# [What is expected]
How many lines in the data below contain the word "FromStr"? State only the number.

Stored data:
#####
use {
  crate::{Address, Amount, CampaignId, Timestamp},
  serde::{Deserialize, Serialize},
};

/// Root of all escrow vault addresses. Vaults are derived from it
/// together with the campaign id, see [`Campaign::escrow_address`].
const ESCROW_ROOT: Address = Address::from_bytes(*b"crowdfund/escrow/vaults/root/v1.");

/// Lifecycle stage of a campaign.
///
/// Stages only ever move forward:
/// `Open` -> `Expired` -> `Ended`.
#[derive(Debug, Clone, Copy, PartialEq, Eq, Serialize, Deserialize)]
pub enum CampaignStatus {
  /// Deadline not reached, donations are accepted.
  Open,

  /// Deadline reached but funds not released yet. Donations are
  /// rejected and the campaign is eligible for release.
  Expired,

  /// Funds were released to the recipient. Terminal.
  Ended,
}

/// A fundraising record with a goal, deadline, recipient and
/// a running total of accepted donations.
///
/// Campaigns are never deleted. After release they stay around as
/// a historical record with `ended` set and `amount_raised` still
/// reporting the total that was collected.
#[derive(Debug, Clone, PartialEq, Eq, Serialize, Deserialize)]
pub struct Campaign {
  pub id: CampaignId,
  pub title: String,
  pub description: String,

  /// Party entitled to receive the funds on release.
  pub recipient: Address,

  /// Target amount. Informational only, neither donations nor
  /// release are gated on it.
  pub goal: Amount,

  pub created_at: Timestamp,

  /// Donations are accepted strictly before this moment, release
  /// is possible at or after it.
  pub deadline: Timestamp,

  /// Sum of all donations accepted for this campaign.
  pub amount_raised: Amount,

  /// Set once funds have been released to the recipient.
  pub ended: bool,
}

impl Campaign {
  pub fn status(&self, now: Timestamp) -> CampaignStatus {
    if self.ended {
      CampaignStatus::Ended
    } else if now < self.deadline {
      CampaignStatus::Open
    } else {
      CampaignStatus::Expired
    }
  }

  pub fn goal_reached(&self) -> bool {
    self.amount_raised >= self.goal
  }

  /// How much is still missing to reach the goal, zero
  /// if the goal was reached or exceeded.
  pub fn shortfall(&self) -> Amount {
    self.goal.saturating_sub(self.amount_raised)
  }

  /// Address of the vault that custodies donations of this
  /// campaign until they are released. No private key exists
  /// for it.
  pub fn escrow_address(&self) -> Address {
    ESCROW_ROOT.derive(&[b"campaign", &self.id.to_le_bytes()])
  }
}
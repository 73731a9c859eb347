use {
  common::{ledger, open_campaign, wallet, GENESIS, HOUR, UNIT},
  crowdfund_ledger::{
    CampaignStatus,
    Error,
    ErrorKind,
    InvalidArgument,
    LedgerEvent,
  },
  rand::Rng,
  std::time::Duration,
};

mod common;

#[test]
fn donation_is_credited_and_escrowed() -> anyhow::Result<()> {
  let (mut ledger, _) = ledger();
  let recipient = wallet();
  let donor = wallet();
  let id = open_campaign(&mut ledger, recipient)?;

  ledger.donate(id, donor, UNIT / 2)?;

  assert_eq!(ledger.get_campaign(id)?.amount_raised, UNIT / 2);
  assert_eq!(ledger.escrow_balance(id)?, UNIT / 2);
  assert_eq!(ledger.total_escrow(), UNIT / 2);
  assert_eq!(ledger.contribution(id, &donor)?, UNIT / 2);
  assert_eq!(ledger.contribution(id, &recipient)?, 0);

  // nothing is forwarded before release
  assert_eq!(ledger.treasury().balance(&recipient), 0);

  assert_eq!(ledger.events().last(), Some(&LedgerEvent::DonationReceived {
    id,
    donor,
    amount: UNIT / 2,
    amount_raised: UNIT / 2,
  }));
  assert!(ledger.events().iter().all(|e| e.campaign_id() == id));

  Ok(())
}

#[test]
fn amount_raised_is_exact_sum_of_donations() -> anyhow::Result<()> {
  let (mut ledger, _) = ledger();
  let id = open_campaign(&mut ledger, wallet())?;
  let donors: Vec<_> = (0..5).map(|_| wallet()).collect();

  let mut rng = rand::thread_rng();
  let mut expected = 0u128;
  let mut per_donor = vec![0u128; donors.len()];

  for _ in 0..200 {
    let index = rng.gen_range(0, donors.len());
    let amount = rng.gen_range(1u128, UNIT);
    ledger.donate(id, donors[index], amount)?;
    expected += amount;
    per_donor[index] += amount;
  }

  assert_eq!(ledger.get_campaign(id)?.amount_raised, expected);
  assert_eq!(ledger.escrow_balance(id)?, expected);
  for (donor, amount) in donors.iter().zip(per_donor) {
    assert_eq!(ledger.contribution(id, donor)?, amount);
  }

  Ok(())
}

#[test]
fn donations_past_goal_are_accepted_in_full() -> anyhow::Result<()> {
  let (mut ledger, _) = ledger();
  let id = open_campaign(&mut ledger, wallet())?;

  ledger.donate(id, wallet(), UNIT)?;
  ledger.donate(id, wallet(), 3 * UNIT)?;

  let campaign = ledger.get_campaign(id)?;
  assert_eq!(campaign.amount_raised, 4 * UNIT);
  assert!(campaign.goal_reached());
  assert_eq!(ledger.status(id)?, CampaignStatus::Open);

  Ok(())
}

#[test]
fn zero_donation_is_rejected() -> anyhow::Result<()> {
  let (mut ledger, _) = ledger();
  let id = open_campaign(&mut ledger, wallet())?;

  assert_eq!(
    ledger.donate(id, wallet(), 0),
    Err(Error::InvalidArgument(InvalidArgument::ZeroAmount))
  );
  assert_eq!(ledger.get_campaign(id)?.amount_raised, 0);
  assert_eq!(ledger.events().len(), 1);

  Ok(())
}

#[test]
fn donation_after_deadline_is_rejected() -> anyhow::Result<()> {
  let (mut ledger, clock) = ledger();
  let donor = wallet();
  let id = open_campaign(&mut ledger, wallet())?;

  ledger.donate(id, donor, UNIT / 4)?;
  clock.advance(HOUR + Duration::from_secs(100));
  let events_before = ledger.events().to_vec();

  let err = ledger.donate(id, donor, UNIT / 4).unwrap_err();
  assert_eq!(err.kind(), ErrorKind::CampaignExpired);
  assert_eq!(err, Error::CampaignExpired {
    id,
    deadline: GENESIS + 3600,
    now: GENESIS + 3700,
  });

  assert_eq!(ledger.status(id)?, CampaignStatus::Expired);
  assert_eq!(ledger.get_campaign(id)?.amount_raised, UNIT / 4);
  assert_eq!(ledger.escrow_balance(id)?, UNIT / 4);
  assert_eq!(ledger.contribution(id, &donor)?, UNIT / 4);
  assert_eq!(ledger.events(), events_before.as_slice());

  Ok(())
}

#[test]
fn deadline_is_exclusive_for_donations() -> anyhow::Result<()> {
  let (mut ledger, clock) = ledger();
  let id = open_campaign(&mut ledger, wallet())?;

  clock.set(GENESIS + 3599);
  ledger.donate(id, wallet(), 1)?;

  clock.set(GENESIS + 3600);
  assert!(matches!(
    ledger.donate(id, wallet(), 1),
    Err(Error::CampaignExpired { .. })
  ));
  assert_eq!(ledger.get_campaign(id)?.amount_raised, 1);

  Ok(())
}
#####
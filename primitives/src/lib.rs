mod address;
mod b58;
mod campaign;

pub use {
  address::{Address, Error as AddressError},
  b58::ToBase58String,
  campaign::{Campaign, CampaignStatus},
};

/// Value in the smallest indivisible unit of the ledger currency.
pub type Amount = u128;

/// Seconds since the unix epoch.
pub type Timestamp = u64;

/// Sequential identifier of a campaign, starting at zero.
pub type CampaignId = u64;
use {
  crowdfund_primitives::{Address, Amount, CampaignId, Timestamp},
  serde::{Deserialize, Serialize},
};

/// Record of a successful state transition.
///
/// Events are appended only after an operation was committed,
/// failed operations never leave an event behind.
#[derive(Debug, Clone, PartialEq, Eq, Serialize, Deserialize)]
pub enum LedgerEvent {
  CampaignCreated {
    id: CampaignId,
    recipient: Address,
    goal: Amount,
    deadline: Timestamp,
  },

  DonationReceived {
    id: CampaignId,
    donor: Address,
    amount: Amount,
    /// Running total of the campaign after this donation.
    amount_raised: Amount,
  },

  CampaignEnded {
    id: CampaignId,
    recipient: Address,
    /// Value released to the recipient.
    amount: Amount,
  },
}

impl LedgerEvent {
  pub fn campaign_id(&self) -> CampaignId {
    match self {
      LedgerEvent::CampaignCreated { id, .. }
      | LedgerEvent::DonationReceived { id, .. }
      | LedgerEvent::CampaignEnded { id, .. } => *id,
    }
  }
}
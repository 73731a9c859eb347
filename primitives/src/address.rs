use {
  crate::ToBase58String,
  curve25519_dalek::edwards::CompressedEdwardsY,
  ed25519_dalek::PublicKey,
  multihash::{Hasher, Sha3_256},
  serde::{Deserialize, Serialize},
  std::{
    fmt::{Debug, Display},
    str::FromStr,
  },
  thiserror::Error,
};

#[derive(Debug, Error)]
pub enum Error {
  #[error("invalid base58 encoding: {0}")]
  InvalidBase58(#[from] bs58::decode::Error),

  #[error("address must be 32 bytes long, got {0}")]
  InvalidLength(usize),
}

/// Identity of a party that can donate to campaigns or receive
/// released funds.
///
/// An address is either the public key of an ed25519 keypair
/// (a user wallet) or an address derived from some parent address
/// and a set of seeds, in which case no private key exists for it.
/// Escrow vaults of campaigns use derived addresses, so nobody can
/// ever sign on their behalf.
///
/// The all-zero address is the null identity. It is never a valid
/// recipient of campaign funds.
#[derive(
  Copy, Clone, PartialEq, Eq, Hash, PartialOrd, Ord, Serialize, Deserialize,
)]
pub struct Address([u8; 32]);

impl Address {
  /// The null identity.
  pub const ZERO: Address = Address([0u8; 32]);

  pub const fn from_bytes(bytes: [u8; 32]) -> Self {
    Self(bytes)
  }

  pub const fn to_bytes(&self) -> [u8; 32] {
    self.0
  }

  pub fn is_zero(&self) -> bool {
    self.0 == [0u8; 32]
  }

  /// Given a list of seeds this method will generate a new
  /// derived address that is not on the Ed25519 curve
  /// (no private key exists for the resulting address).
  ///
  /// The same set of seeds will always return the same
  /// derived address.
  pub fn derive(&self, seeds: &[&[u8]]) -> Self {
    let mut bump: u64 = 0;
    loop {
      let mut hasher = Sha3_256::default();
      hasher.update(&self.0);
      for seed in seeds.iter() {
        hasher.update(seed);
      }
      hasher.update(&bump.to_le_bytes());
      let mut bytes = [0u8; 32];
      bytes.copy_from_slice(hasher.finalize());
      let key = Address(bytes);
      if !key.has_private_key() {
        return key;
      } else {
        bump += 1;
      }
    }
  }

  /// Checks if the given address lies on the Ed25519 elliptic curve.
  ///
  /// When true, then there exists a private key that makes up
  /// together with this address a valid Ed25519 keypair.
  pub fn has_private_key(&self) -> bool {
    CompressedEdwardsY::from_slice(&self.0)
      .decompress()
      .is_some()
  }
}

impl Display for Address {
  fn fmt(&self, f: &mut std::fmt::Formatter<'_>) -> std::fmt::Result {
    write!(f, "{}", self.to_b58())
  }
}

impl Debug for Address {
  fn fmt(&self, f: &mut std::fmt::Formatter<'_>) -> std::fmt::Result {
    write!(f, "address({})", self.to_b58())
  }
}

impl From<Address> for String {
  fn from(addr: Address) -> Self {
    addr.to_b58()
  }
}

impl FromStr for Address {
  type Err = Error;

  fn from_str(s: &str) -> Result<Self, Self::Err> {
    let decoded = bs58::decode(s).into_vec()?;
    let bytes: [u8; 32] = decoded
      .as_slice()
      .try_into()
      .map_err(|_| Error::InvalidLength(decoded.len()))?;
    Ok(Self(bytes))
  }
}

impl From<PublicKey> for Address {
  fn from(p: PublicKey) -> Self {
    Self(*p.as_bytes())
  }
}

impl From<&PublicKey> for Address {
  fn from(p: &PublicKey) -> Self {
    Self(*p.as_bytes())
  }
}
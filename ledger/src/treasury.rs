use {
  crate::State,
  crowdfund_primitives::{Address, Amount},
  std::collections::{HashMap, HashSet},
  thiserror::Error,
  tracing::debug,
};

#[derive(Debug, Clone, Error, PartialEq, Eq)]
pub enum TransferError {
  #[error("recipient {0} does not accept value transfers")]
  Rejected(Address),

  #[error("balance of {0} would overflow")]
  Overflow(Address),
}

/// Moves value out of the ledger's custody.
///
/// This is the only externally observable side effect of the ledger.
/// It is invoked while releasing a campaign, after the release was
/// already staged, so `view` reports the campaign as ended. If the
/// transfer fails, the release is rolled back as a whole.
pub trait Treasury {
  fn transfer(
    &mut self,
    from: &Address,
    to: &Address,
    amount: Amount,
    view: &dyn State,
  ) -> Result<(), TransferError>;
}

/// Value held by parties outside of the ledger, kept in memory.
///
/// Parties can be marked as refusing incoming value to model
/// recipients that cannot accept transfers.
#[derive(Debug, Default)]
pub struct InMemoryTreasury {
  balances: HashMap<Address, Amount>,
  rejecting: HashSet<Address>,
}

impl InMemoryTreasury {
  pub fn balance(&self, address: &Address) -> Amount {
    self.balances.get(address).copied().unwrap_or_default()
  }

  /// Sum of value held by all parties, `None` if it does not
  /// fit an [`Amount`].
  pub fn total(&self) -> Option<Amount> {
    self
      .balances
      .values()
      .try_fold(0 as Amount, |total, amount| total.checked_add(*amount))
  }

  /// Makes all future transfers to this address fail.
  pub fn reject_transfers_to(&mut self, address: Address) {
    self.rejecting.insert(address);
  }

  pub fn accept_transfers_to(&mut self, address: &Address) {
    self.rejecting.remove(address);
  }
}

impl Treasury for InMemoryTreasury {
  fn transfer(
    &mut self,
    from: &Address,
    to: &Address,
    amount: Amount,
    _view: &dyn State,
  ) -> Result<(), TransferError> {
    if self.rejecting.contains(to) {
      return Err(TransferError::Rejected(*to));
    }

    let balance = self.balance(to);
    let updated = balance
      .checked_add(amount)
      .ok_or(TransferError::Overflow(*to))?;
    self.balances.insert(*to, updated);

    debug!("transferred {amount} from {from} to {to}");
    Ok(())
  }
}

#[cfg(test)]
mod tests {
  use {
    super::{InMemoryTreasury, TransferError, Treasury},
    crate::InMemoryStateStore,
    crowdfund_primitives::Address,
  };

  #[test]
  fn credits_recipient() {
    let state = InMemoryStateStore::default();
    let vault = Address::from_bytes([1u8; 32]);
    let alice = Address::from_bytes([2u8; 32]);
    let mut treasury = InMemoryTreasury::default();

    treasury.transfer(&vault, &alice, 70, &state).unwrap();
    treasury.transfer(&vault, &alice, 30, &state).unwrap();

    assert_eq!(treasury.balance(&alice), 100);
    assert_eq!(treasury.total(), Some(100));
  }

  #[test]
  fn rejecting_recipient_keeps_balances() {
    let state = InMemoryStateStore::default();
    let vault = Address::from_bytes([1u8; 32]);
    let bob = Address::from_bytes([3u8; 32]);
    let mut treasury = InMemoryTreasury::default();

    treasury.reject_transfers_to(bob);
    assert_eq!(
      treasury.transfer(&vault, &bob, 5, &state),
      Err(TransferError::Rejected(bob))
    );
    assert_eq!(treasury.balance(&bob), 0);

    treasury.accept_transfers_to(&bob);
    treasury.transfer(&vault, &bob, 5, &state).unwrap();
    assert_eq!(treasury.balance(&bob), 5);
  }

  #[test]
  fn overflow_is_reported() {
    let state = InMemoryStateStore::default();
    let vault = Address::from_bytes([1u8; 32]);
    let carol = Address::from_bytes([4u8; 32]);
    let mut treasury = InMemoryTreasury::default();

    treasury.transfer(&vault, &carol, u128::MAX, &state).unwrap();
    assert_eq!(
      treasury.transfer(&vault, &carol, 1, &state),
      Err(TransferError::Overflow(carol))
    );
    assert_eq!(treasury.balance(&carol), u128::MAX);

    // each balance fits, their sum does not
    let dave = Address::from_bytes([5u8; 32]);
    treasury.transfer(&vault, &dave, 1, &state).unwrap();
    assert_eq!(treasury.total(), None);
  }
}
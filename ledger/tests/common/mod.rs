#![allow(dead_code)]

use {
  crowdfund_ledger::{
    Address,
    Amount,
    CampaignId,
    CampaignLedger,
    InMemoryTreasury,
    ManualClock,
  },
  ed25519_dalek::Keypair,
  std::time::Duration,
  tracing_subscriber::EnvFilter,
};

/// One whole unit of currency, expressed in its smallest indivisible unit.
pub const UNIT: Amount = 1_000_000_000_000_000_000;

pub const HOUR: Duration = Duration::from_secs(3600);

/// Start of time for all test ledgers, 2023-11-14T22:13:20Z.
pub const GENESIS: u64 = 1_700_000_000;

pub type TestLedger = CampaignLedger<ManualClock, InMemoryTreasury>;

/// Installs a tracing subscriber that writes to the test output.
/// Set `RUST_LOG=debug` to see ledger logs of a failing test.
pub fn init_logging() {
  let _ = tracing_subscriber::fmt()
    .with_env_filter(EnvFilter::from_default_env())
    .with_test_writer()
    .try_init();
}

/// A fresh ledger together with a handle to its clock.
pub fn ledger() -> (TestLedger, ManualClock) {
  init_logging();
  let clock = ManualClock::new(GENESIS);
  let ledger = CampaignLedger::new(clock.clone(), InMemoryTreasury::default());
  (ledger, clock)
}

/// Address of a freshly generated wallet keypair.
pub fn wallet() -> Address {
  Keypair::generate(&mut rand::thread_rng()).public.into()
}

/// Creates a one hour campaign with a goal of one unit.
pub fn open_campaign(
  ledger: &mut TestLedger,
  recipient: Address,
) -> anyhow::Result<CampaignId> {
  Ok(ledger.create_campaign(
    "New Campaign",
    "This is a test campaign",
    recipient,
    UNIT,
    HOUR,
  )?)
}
#####
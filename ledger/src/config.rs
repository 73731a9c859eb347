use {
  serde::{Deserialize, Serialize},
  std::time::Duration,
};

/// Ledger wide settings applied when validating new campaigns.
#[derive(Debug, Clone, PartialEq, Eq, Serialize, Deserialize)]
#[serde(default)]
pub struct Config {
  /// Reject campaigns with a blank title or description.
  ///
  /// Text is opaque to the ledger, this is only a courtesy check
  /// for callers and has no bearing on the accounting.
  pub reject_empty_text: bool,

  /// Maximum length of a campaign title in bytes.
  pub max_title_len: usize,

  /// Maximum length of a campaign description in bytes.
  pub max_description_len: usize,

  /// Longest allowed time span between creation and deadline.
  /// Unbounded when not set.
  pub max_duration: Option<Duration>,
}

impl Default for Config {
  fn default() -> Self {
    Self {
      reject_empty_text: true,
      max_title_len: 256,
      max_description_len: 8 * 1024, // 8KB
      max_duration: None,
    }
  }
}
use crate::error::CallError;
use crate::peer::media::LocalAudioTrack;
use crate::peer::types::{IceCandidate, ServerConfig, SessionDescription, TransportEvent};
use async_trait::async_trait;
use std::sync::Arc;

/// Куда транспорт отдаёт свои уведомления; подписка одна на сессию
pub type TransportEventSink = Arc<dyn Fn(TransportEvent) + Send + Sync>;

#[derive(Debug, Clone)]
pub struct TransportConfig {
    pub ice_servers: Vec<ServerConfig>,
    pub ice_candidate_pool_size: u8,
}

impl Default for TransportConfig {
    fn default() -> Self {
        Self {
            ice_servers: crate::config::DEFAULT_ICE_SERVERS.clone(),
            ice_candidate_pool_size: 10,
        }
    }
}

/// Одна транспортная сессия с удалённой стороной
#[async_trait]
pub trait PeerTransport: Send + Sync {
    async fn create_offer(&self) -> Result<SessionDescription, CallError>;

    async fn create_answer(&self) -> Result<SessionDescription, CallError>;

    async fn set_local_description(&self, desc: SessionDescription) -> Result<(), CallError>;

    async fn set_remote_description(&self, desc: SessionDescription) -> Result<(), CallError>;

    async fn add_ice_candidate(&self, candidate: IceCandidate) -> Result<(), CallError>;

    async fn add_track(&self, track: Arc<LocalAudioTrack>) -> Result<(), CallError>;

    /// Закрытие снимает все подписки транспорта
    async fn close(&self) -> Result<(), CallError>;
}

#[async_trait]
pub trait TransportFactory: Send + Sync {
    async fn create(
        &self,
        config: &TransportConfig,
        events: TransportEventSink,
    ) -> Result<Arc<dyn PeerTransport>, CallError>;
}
#####
# [Answer]
2